• _Exercise brief_: Reproduce exactly the lines that run from the start of the records below to the line with "use serde::Deserialize;", inclusive.

[Material provided Boundary: Start]

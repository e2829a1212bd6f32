use thiserror::Error;

#[derive(Debug, Clone, PartialEq, Eq, Error)]
pub enum ModelError {
    #[error("invalid concept id: {0:?}")]
    InvalidConceptId(String),
    #[error("column '{column}' has {actual} values, expected {expected}")]
    LengthMismatch {
        column: &'static str,
        expected: usize,
        actual: usize,
    },
}

pub type Result<T> = std::result::Result<T, ModelError>;
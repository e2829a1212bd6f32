//! Reference list loading: hepatotoxic ingredients and plain id/name lists.

use std::path::Path;

use serde::Deserialize;
use tracing::info;

use dili_model::{ConceptId, ToxicityReference};

use crate::error::{IngestError, Result};

/// Row of a hepatotoxicity reference file.
#[derive(Debug, Deserialize)]
struct ToxicityRow {
    #[serde(alias = "CDM_ID", alias = "concept_id")]
    cdm_id: String,
    #[serde(default, alias = "INGREDIENT")]
    ingredient: Option<String>,
}

/// Row of an id and/or name list; either column may be absent.
#[derive(Debug, Deserialize)]
struct NameListRow {
    #[serde(default, alias = "CDM_ID", alias = "concept_id", alias = "drug_concept_id")]
    cdm_id: Option<String>,
    #[serde(default, alias = "name", alias = "drug_name", alias = "INGREDIENT")]
    ingredient: Option<String>,
}

const LIST_COLUMNS: &[&str] = &[
    "cdm_id",
    "CDM_ID",
    "concept_id",
    "drug_concept_id",
    "ingredient",
    "INGREDIENT",
    "name",
    "drug_name",
];

/// Concept ids and drug names read from a list file.
#[derive(Debug, Clone, Default, PartialEq, Eq)]
pub struct NameList {
    pub ids: Vec<ConceptId>,
    pub names: Vec<String>,
}

impl NameList {
    pub fn is_empty(&self) -> bool {
        self.ids.is_empty() && self.names.is_empty()
    }
}

/// Loads a `cdm_id,ingredient` reference. Rows without an id are skipped.
pub fn read_toxicity_reference(path: &Path) -> Result<ToxicityReference> {
    let mut reader = open_reader(path)?;
    let mut reference = ToxicityReference::new();

    for result in reader.deserialize::<ToxicityRow>() {
        let row = result.map_err(|e| csv_error(path, e))?;
        let Some(id) = ConceptId::parse_optional(&row.cdm_id) else {
            continue;
        };
        reference.insert(id, non_empty(row.ingredient));
    }

    info!(path = %path.display(), entries = reference.len(), "loaded toxicity reference");
    Ok(reference)
}

/// Loads a list with a `cdm_id` column, an `ingredient`/`name` column, or both.
pub fn read_name_list(path: &Path) -> Result<NameList> {
    let mut reader = open_reader(path)?;
    let headers = reader.headers().map_err(|e| csv_error(path, e))?;
    if !headers.iter().any(|header| LIST_COLUMNS.contains(&header)) {
        return Err(IngestError::MissingColumn {
            column: "cdm_id or ingredient".to_string(),
        });
    }

    let mut list = NameList::default();
    for result in reader.deserialize::<NameListRow>() {
        let row = result.map_err(|e| csv_error(path, e))?;
        if let Some(id) = row.cdm_id.as_deref().and_then(ConceptId::parse_optional) {
            list.ids.push(id);
        }
        if let Some(name) = non_empty(row.ingredient) {
            list.names.push(name);
        }
    }

    info!(
        path = %path.display(),
        ids = list.ids.len(),
        names = list.names.len(),
        "loaded name list"
    );
    Ok(list)
}

fn open_reader(path: &Path) -> Result<csv::Reader<std::fs::File>> {
    let is_tsv = path
        .extension()
        .and_then(|ext| ext.to_str())
        .is_some_and(|ext| ext.eq_ignore_ascii_case("tsv"));
    csv::ReaderBuilder::new()
        .has_headers(true)
        .delimiter(if is_tsv { b'\t' } else { b',' })
        .trim(csv::Trim::All)
        .flexible(true)
        .from_path(path)
        .map_err(|e| csv_error(path, e))
}

fn csv_error(path: &Path, source: csv::Error) -> IngestError {
    IngestError::CsvRead {
        path: path.to_path_buf(),
        source,
    }
}

fn non_empty(value: Option<String>) -> Option<String> {
    value
        .map(|v| v.trim().to_string())
        .filter(|v| !v.is_empty())
}

#[cfg(test)]
mod tests {
    use super::*;
    use std::io::Write;
    use tempfile::NamedTempFile;

    fn create_temp_file(suffix: &str, content: &str) -> NamedTempFile {
        let mut file = tempfile::Builder::new().suffix(suffix).tempfile().unwrap();
        write!(file, "{}", content).unwrap();
        file
    }

    #[test]
    fn reads_toxicity_reference() {
        let file = create_temp_file(
            ".csv",
            "cdm_id,ingredient\n1545998,Atorvastatin\n42965904,\n,orphan\n",
        );
        let reference = read_toxicity_reference(file.path()).unwrap();

        assert_eq!(reference.len(), 2);
        assert_eq!(
            reference.ingredient(&ConceptId::from(1545998)),
            Some(Some("Atorvastatin"))
        );
        assert_eq!(reference.ingredient(&ConceptId::from(42965904)), Some(None));
    }

    #[test]
    fn reads_tab_separated_reference() {
        let file = create_temp_file(".tsv", "cdm_id\tingredient\n1\tacetaminophen\n");
        let reference = read_toxicity_reference(file.path()).unwrap();
        assert!(reference.contains_id(&ConceptId::from(1)));
    }

    #[test]
    fn reference_without_id_column_fails() {
        let file = create_temp_file(".csv", "ingredient\nacetaminophen\n");
        assert!(matches!(
            read_toxicity_reference(file.path()),
            Err(IngestError::CsvRead { .. })
        ));
    }

    #[test]
    fn reads_name_only_list() {
        let file = create_temp_file(".csv", "name\nPembrolizumab\n\nnivolumab\n");
        let list = read_name_list(file.path()).unwrap();
        assert!(list.ids.is_empty());
        assert_eq!(list.names, ["Pembrolizumab", "nivolumab"]);
    }

    #[test]
    fn reads_id_and_name_list() {
        let file = create_temp_file(".csv", "cdm_id,ingredient\n10,aspirin\nnull,heparin\n");
        let list = read_name_list(file.path()).unwrap();
        assert_eq!(list.ids, [ConceptId::from(10)]);
        assert_eq!(list.names.len(), 2);
    }

    #[test]
    fn name_list_needs_a_known_column() {
        let file = create_temp_file(".csv", "foo,bar\n1,2\n");
        assert!(matches!(
            read_name_list(file.path()),
            Err(IngestError::MissingColumn { .. })
        ));
    }

    #[test]
    fn missing_file_is_reported() {
        let missing = Path::new("/nonexistent/reference.csv");
        assert!(matches!(
            read_toxicity_reference(missing),
            Err(IngestError::CsvRead { .. })
        ));
    }
}
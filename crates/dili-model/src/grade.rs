use serde::{Deserialize, Serialize};

/// Hepatotoxicity grade recorded on a study day.
#[derive(Debug, Clone, Copy, PartialEq, Eq, PartialOrd, Ord, Hash, Serialize, Deserialize)]
pub struct GradePoint {
    pub day: i64,
    pub grade: i64,
}

impl GradePoint {
    pub fn new(day: i64, grade: i64) -> Self {
        Self { day, grade }
    }
}
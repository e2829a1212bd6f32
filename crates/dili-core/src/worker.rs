//! Background classification behind a message channel.
//!
//! The worker thread owns the toxicity reference and runs
//! [`classify`](crate::classifier::classify) for each request, so callers
//! on another thread get the same result as an in-process call.

use std::sync::mpsc::{self, Receiver, Sender};
use std::thread::{self, JoinHandle};

use tracing::debug;

use dili_model::{ClassificationResult, DrugEntry, ToxicityReference};

use crate::classifier::{ClassifierOptions, classify};

#[derive(Debug, Clone, PartialEq, Eq)]
pub struct ClassifyRequest {
    pub request_id: u64,
    pub entries: Vec<DrugEntry>,
}

#[derive(Debug, Clone, PartialEq, Eq)]
pub struct ClassifyResponse {
    pub request_id: u64,
    pub result: ClassificationResult,
}

#[derive(Debug, Clone, Copy, PartialEq, Eq, thiserror::Error)]
pub enum WorkerError {
    #[error("classification worker has stopped")]
    Disconnected,
}

/// Handle to a running classification thread.
///
/// Dropping the handle closes the request channel; the thread exits after
/// draining what was already submitted.
pub struct ClassificationWorker {
    requests: Option<Sender<ClassifyRequest>>,
    responses: Receiver<ClassifyResponse>,
    handle: Option<JoinHandle<()>>,
}

impl ClassificationWorker {
    pub fn spawn(reference: ToxicityReference, options: ClassifierOptions) -> Self {
        let (request_tx, request_rx) = mpsc::channel::<ClassifyRequest>();
        let (response_tx, response_rx) = mpsc::channel();
        let handle = thread::spawn(move || {
            for request in request_rx {
                debug!(request_id = request.request_id, "classification request");
                let result = classify(&request.entries, &reference, &options);
                let response = ClassifyResponse {
                    request_id: request.request_id,
                    result,
                };
                if response_tx.send(response).is_err() {
                    break;
                }
            }
        });
        Self {
            requests: Some(request_tx),
            responses: response_rx,
            handle: Some(handle),
        }
    }

    pub fn submit(&self, request: ClassifyRequest) -> Result<(), WorkerError> {
        self.requests
            .as_ref()
            .ok_or(WorkerError::Disconnected)?
            .send(request)
            .map_err(|_| WorkerError::Disconnected)
    }

    /// Blocks until the next response arrives.
    pub fn recv(&self) -> Result<ClassifyResponse, WorkerError> {
        self.responses.recv().map_err(|_| WorkerError::Disconnected)
    }

    /// Non-blocking receive.
    pub fn try_recv(&self) -> Option<ClassifyResponse> {
        self.responses.try_recv().ok()
    }

    /// Closes the request channel and waits for the thread to finish.
    pub fn shutdown(mut self) {
        self.stop();
    }

    fn stop(&mut self) {
        self.requests.take();
        if let Some(handle) = self.handle.take() {
            let _ = handle.join();
        }
    }
}

impl Drop for ClassificationWorker {
    fn drop(&mut self) {
        self.stop();
    }
}

#[cfg(test)]
mod tests {
    use super::*;
    use dili_model::ConceptId;

    #[test]
    fn worker_matches_in_process_classification() {
        let reference =
            ToxicityReference::from_pairs([(ConceptId::from(1), Some("acetaminophen"))]);
        let entries = vec![
            DrugEntry::from_id(ConceptId::from(1)),
            DrugEntry::from_id(ConceptId::from(2)),
        ];
        let expected = classify(&entries, &reference, &ClassifierOptions::default());

        let worker = ClassificationWorker::spawn(reference, ClassifierOptions::default());
        worker
            .submit(ClassifyRequest {
                request_id: 7,
                entries,
            })
            .expect("submit");
        let response = worker.recv().expect("response");
        assert_eq!(response.request_id, 7);
        assert_eq!(response.result, expected);
        worker.shutdown();
    }
}
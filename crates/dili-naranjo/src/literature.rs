//! Literature search query checks.
//!
//! A reviewer's free-text query is validated for length and topic, rejected
//! when it looks like it carries personal data, and otherwise stripped of
//! patient numbers, measured values, facility names, emails, and phone
//! numbers before it is sent anywhere.

use std::sync::LazyLock;

use regex::{Regex, RegexSet};
use serde::Serialize;

pub const MIN_QUERY_CHARS: usize = 2;
pub const MAX_QUERY_CHARS: usize = 500;

/// Outcome of [`validate_query`].
#[derive(Debug, Clone, PartialEq, Eq, Serialize)]
#[serde(tag = "status", content = "message", rename_all = "camelCase")]
pub enum QueryCheck {
    Valid,
    /// Usable, but unlikely to return relevant results.
    ValidWithWarning(String),
    Invalid(String),
}

impl QueryCheck {
    pub fn is_valid(&self) -> bool {
        !matches!(self, Self::Invalid(_))
    }

    pub fn message(&self) -> Option<&str> {
        match self {
            Self::Valid => None,
            Self::ValidWithWarning(message) | Self::Invalid(message) => Some(message),
        }
    }
}

/// A query ready to send, together with its validation result.
#[derive(Debug, Clone, PartialEq, Eq, Serialize)]
pub struct PreparedQuery {
    pub query: String,
    pub check: QueryCheck,
}

static MEDICAL_TERMS: LazyLock<Regex> = LazyLock::new(|| {
    Regex::new(
        r"(?i)drug|medication|hepatotoxicity|liver|pembrolizumab|amiodarone|paracetamol|naranjo|dili|alt|ast",
    )
    .expect("valid medical term pattern")
});

// Applied in order; later patterns see earlier replacements.
static REDACTIONS: LazyLock<Vec<(Regex, &'static str)>> = LazyLock::new(|| {
    [
        (r"(?i)patient\s+\d+", "patient"),
        (r"환자\s+\d+", "환자"),
        (r"\d+\.\d+", "[value]"),
        (r"(?i)hospital|clinic|medical center|병원|의원|센터", "medical facility"),
        (r"\b[A-Za-z0-9._%+-]+@[A-Za-z0-9.-]+\.[A-Za-z]{2,}\b", "[email]"),
        (r"\d{3}-\d{3,4}-\d{4}", "[phone]"),
    ]
    .into_iter()
    .map(|(pattern, replacement)| {
        (
            Regex::new(pattern).expect("valid redaction pattern"),
            replacement,
        )
    })
    .collect()
});

static SENSITIVE: LazyLock<RegexSet> = LazyLock::new(|| {
    RegexSet::new([
        r"(?i)주민번호|social security|\bssn\b",
        r"(?i)전화번호|phone number|\btel\b",
        r"(?i)이름.*님|name.*mr|name.*ms",
        r"(?i)생년월일|date of birth|\bdob\b",
        r"\d{6}-\d{7}",
        r"\d{3}-\d{3,4}-\d{4}",
    ])
    .expect("valid sensitive data patterns")
});

/// Checks length bounds and warns when no medical term is present.
pub fn validate_query(query: &str) -> QueryCheck {
    if query.is_empty() {
        return QueryCheck::Invalid("Invalid query.".to_string());
    }
    if query.trim().chars().count() < MIN_QUERY_CHARS {
        return QueryCheck::Invalid(format!(
            "Search term must be at least {MIN_QUERY_CHARS} characters."
        ));
    }
    if query.chars().count() > MAX_QUERY_CHARS {
        return QueryCheck::Invalid(format!(
            "Search term is too long. Please enter {MAX_QUERY_CHARS} characters or less."
        ));
    }
    if !MEDICAL_TERMS.is_match(query) {
        return QueryCheck::ValidWithWarning(
            "No medical terms detected. For more accurate results, please include drug names \
             or medical terms."
                .to_string(),
        );
    }
    QueryCheck::Valid
}

/// Replaces identifying details with generic placeholders.
pub fn sanitize_query(query: &str) -> String {
    let mut sanitized = query.to_string();
    for (pattern, replacement) in REDACTIONS.iter() {
        sanitized = pattern.replace_all(&sanitized, *replacement).into_owned();
    }
    sanitized.trim().to_string()
}

pub fn contains_sensitive_info(query: &str) -> bool {
    SENSITIVE.is_match(query)
}

/// Validates, screens for personal data, and sanitizes a query.
///
/// Queries that fail validation or mention personal data come back
/// `Invalid` with the sanitized text alongside.
pub fn prepare_query(query: &str) -> PreparedQuery {
    let sanitized = sanitize_query(query);
    let check = match validate_query(query) {
        QueryCheck::Invalid(message) => QueryCheck::Invalid(message),
        _ if contains_sensitive_info(query) => QueryCheck::Invalid(
            "Query appears to contain personal information.".to_string(),
        ),
        check => check,
    };
    PreparedQuery {
        query: sanitized,
        check,
    }
}

#[cfg(test)]
mod tests {
    use super::*;

    #[test]
    fn length_bounds() {
        assert!(!validate_query("").is_valid());
        assert!(!validate_query(" a ").is_valid());
        assert!(!validate_query(&"liver ".repeat(100)).is_valid());
        assert!(validate_query(&"a".repeat(MAX_QUERY_CHARS)).is_valid());
    }

    #[test]
    fn medical_terms_suppress_the_warning() {
        assert_eq!(validate_query("pembrolizumab hepatitis"), QueryCheck::Valid);
        assert_eq!(validate_query("Liver injury"), QueryCheck::Valid);
        assert!(matches!(
            validate_query("weekend plans"),
            QueryCheck::ValidWithWarning(_)
        ));
    }

    #[test]
    fn sanitize_removes_identifying_details() {
        assert_eq!(
            sanitize_query("  Patient 1234 at Seoul Hospital had ALT 3.5 "),
            "patient at Seoul medical facility had ALT [value]"
        );
        assert_eq!(
            sanitize_query("contact kim@example.org or 010-1234-5678"),
            "contact [email] or [phone]"
        );
        assert_eq!(sanitize_query("환자 12 간독성"), "환자 간독성");
    }

    #[test]
    fn sensitive_patterns() {
        assert!(contains_sensitive_info("patient DOB 1970"));
        assert!(contains_sensitive_info("id 900101-1234567"));
        assert!(contains_sensitive_info("call 010-1234-5678"));
        assert!(contains_sensitive_info("주민번호 확인"));
        assert!(!contains_sensitive_info("telmisartan hepatotoxicity"));
        assert!(!contains_sensitive_info("nivolumab liver injury"));
    }

    #[test]
    fn prepare_rejects_personal_data_and_keeps_warnings() {
        let prepared = prepare_query("nivolumab hepatitis, phone number 010-1234-5678");
        assert!(!prepared.check.is_valid());
        assert_eq!(prepared.query, "nivolumab hepatitis, phone number [phone]");

        let prepared = prepare_query("checkpoint inhibitor hepatitis at clinic");
        assert!(matches!(prepared.check, QueryCheck::ValidWithWarning(_)));
        assert_eq!(
            prepared.query,
            "checkpoint inhibitor hepatitis at medical facility"
        );
    }
}
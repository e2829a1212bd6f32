//! Library side of the `dili` binary: logging setup and report assembly.

pub mod logging;
pub mod replay;
pub mod report;
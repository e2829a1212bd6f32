//! Hepatotoxic drug classification and exposure ratio engine.
//!
//! [`classifier`] partitions a patient's drugs into toxic and safe once;
//! [`ratio`] answers per-day and trailing-window questions against the
//! resulting lookup sets.

pub mod classifier;
pub mod ratio;
pub mod timeline;
pub mod worker;

pub use classifier::{
    ClassifierOptions, DEFAULT_INVALID_INGREDIENT_MARKERS, classify, classify_columns,
    classify_patient,
};
pub use ratio::{
    DEFAULT_WINDOW_DAYS, FIRST_DAY, RatioEngine, calculate_cumulative_7day_ratio,
    calculate_daily_ratio, classify_day_sets, window_days,
};
pub use timeline::{DrugTimeline, drug_timelines};
pub use worker::{ClassificationWorker, ClassifyRequest, ClassifyResponse, WorkerError};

[Material provided Boundary: End]

• _Solution for this exercise_:
repository e2829a1212bd6f32
use thiserror::Error;

#[derive(Debug, Clone, PartialEq, Eq, Error)]
pub enum ModelError {
    #[error("invalid concept id: {0:?}")]
    InvalidConceptId(String),
    #[error("column '{column}' has {actual} values, expected {expected}")]
    LengthMismatch {
        column: &'static str,
        expected: usize,
        actual: usize,
    },
}

pub type Result<T> = std::result::Result<T, ModelError>;
repository e2829a1212bd6f32
//! Reference list loading: hepatotoxic ingredients and plain id/name lists.

use std::path::Path;

use serde::Deserialize;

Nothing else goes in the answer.